**Problem to solve:** Look through the entries below for the string "IndexOptions", and copy each line where it is found.

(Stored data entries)
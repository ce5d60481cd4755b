//! Vitalog - progress-ledger and achievement core for a personal
//! fitness/nutrition tracker
//!
//! Users log meals, workouts, sleep, and water; this crate keeps the
//! per-user, per-day progress ledger consistent as those entries are
//! created, edited, and deleted, and evaluates a catalog of threshold- and
//! streak-based achievements, granting each at most once.
//!
//! ## Components
//!
//! - **Ledger**: signed-delta updates over an atomic increment-or-create
//!   upsert keyed by (user, UTC calendar day)
//! - **Achievements**: catalog-driven evaluation with at-most-once grants
//!   enforced by a unique index
//! - **Reconciler**: idempotent batch merge of duplicate ledger rows
//! - **Pipeline**: the single entry point CRUD handlers call after a raw
//!   log write

pub mod achievements;
pub mod activity;
pub mod calendar;
pub mod config;
pub mod db;
pub mod ledger;
pub mod pipeline;
pub mod types;

pub use pipeline::ProgressTracker;
pub use types::{Result, VitalogError};
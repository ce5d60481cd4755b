//! Common metadata carried by every persisted document

use bson::DateTime;
use serde::{Deserialize, Serialize};

/// Creation, update, and soft-deletion timestamps
#[derive(Serialize, Deserialize, Clone, Debug, Default)]
pub struct Metadata {
    /// Whether this document has been soft-deleted
    #[serde(default)]
    pub is_deleted: bool,

    /// When the document was soft-deleted
    #[serde(skip_serializing_if = "Option::is_none")]
    pub deleted_at: Option<DateTime>,

    /// When the document was last updated
    #[serde(skip_serializing_if = "Option::is_none")]
    pub updated_at: Option<DateTime>,

    /// When the document was created
    #[serde(skip_serializing_if = "Option::is_none")]
    pub created_at: Option<DateTime>,
}

impl Metadata {
    /// Create new metadata with current timestamp
    pub fn new() -> Self {
        Self {
            is_deleted: false,
            deleted_at: None,
            updated_at: Some(DateTime::now()),
            created_at: Some(DateTime::now()),
        }
    }
}
//! Workout log document schema

use bson::{doc, oid::ObjectId, DateTime, Document};
use mongodb::options::IndexOptions;
use serde::{Deserialize, Serialize};

use crate::db::mongo::{IntoIndexes, MutMetadata};
use crate::db::schemas::Metadata;
use crate::types::{Result, VitalogError};

/// Collection name for workout logs
pub const WORKOUT_COLLECTION: &str = "workouts";

/// A single logged workout session
#[derive(Serialize, Deserialize, Clone, Debug)]
#[serde(rename_all = "camelCase")]
pub struct WorkoutDoc {
    /// MongoDB document ID
    #[serde(rename = "_id", skip_serializing_if = "Option::is_none")]
    pub _id: Option<ObjectId>,

    #[serde(default)]
    pub metadata: Metadata,

    /// Owning user
    pub user_id: ObjectId,

    /// Activity name (e.g. "Running", "Cycling")
    #[serde(rename = "type")]
    pub workout_type: String,

    /// Duration in minutes
    pub duration: f64,

    /// Calories burned
    pub calories: f64,

    /// When the workout happened
    pub date: DateTime,
}

impl WorkoutDoc {
    pub fn new(user_id: ObjectId, workout_type: String, duration: f64, calories: f64, date: DateTime) -> Self {
        Self {
            _id: None,
            metadata: Metadata::new(),
            user_id,
            workout_type,
            duration,
            calories,
            date,
        }
    }

    /// Reject malformed input before any ledger delta is attempted
    pub fn validate(&self) -> Result<()> {
        if self.workout_type.trim().is_empty() {
            return Err(VitalogError::Validation("Workout type is required".into()));
        }
        if !self.duration.is_finite() || self.duration <= 0.0 {
            return Err(VitalogError::Validation(
                "Workout duration must be greater than 0".into(),
            ));
        }
        if !self.calories.is_finite() || self.calories < 0.0 {
            return Err(VitalogError::Validation(
                "Workout calories must be a non-negative number".into(),
            ));
        }
        Ok(())
    }
}

impl IntoIndexes for WorkoutDoc {
    fn into_indices() -> Vec<(Document, Option<IndexOptions>)> {
        vec![(
            doc! { "userId": 1, "date": -1 },
            Some(
                IndexOptions::builder()
                    .name("user_date_index".to_string())
                    .build(),
            ),
        )]
    }
}

impl MutMetadata for WorkoutDoc {
    fn mut_metadata(&mut self) -> &mut Metadata {
        &mut self.metadata
    }
}

#[cfg(test)]
mod tests {
    use super::*;

    #[test]
    fn rejects_non_positive_duration() {
        let w = WorkoutDoc::new(ObjectId::new(), "Running".into(), 0.0, 300.0, DateTime::now());
        assert!(w.validate().is_err());

        let w = WorkoutDoc::new(ObjectId::new(), "Running".into(), 30.0, 300.0, DateTime::now());
        assert!(w.validate().is_ok());
    }

    #[test]
    fn rejects_missing_type() {
        let w = WorkoutDoc::new(ObjectId::new(), "  ".into(), 30.0, 300.0, DateTime::now());
        assert!(w.validate().is_err());
    }
}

**Written reply:**
use mongodb::options::IndexOptions;
    fn into_indices() -> Vec<(Document, Option<IndexOptions>)> {
                IndexOptions::builder()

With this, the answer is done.